Exercise details: For every line in the records that has the word "handlers", make a copy.

[Stored data]
**********

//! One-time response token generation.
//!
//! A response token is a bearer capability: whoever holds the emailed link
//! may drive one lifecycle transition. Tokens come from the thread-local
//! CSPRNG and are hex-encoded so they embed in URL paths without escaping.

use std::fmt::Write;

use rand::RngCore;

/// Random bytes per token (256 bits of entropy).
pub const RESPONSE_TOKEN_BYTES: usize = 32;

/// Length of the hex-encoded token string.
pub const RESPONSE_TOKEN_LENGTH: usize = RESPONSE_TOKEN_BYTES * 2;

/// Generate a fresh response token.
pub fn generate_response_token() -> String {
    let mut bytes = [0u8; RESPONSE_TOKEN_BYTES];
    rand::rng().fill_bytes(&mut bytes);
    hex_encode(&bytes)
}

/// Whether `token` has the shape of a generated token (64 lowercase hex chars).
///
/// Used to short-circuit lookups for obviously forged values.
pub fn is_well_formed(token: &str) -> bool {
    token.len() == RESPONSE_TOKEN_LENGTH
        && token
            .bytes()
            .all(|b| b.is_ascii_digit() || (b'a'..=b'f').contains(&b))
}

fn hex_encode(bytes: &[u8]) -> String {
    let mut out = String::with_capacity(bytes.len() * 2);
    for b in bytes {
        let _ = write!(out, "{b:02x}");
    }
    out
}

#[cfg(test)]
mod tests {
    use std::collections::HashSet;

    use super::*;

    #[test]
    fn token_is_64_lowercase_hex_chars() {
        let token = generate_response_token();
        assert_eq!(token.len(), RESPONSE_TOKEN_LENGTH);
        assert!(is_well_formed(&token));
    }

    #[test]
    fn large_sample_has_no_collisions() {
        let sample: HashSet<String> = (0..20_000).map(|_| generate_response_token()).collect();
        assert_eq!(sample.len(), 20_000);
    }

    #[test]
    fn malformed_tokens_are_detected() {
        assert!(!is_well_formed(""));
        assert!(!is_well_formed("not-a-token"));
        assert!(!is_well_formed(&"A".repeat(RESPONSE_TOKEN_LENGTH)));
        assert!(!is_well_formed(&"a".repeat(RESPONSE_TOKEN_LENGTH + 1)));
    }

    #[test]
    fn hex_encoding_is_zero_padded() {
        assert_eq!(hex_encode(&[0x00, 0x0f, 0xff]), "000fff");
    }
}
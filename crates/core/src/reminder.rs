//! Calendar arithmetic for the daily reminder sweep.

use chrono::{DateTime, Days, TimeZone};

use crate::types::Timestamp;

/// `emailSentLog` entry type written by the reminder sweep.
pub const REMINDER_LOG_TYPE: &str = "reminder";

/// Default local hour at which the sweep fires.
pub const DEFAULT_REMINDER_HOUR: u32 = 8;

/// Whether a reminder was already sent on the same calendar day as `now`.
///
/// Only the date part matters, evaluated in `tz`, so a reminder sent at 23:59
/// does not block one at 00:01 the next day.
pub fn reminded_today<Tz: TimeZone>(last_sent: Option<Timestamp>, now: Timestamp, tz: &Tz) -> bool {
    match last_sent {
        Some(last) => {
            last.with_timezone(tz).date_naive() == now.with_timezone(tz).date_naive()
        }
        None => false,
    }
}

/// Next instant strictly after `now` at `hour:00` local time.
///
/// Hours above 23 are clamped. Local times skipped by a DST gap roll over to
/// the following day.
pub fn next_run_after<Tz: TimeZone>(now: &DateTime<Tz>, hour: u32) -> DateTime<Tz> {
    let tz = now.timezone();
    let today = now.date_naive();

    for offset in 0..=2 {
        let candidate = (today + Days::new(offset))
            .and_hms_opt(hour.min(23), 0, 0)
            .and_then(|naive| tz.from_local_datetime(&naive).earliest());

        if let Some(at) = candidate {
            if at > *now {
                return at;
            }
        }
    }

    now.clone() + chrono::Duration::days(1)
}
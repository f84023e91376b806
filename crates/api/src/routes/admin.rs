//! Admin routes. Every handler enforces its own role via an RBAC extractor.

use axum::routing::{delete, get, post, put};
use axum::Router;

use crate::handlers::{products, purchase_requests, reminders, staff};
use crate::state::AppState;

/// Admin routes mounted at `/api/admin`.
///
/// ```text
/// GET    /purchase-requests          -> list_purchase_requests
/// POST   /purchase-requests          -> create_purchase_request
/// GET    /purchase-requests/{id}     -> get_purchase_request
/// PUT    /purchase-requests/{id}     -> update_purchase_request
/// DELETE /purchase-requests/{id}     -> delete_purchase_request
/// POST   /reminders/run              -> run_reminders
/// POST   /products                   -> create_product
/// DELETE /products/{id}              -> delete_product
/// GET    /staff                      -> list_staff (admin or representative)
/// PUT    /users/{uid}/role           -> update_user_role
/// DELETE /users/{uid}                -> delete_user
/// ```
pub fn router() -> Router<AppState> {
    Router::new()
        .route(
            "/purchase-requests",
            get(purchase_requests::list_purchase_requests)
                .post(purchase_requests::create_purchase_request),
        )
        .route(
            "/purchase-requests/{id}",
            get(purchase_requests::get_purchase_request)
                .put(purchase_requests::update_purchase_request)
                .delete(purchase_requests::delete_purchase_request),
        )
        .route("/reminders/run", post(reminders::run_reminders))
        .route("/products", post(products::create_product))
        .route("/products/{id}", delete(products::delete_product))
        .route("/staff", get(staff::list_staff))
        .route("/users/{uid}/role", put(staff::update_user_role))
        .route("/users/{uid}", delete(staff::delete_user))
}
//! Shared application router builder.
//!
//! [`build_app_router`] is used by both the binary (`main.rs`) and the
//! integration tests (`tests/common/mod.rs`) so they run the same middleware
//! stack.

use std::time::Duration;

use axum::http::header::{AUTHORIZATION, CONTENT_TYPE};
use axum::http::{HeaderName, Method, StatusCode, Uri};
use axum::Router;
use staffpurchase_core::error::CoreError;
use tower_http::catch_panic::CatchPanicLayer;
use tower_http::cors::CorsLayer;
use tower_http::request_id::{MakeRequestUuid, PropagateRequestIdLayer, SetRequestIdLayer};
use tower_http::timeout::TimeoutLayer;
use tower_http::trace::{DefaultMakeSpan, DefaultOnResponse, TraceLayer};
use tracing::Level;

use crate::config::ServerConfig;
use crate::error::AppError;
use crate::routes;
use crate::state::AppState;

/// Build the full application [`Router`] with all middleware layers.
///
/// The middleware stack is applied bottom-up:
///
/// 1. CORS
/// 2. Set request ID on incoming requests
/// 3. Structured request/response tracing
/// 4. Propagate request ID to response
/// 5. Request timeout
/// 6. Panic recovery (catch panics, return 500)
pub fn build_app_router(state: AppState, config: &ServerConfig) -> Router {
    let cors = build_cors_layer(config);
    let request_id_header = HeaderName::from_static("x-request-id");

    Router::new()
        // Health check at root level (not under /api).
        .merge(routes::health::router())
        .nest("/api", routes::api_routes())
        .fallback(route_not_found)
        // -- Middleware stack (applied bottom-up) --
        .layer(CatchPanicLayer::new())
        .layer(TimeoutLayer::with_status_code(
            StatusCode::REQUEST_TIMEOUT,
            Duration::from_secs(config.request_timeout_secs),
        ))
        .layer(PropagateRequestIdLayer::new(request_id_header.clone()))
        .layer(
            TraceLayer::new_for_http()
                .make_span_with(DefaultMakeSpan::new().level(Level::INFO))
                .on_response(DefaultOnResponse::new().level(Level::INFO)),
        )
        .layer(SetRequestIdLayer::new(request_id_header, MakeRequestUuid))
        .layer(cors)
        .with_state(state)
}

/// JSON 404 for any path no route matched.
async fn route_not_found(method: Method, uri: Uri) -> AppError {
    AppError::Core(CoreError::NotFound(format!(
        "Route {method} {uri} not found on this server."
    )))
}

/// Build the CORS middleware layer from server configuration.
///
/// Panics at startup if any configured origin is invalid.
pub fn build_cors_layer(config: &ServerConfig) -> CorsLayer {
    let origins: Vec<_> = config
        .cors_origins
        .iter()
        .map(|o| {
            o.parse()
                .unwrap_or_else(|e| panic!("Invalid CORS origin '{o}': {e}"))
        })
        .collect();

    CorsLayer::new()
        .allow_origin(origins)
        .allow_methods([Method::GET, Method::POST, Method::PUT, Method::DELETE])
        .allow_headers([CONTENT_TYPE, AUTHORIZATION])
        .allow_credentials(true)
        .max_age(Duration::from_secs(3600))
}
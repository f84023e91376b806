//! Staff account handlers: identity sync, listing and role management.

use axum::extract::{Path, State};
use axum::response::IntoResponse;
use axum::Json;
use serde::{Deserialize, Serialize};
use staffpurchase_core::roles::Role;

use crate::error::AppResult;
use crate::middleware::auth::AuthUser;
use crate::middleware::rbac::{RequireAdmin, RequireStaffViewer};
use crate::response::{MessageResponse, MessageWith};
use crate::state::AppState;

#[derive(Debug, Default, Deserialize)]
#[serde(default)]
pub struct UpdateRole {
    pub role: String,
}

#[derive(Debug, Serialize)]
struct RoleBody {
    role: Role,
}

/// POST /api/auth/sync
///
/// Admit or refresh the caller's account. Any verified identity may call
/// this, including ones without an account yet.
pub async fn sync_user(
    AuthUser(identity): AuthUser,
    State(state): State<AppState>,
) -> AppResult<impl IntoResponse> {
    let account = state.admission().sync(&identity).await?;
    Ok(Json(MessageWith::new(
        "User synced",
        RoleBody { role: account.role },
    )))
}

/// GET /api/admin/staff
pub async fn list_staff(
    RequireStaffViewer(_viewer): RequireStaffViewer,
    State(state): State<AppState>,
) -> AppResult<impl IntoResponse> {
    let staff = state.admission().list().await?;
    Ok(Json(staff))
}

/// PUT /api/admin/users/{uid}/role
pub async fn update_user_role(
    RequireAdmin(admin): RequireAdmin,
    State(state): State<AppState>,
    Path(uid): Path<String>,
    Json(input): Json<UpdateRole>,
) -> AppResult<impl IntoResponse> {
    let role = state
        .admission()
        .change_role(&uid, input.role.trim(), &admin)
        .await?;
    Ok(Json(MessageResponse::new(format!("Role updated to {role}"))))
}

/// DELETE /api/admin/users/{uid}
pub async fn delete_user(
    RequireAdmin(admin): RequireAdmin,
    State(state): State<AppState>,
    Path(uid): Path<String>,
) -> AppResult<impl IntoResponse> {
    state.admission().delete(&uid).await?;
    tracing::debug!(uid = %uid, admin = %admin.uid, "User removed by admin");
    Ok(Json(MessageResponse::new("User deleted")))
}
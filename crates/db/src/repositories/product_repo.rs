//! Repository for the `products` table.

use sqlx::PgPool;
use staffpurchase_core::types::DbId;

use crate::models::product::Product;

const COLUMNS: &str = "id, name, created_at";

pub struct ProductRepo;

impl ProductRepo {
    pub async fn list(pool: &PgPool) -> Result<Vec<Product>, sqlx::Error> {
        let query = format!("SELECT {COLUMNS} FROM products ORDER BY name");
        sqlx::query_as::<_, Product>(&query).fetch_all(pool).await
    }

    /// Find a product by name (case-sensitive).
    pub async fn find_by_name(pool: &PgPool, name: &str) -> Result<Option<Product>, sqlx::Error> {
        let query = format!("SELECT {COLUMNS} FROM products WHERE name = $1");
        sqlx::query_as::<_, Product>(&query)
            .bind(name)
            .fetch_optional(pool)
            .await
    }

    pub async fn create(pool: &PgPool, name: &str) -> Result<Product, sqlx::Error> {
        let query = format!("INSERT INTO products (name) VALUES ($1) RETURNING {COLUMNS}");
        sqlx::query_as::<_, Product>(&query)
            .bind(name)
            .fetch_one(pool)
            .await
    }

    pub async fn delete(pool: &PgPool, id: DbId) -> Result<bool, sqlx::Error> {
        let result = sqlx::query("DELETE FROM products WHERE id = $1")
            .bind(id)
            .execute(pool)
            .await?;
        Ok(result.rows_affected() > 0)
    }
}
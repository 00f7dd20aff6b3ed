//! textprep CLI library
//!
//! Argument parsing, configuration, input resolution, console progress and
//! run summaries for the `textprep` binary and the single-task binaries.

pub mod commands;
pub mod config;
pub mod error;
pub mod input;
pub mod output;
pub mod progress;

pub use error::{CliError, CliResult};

**********

Result for this task:
use crate::handlers::{products, purchase_requests, reminders, staff};
//! Staff account handlers: identity sync, listing and role management.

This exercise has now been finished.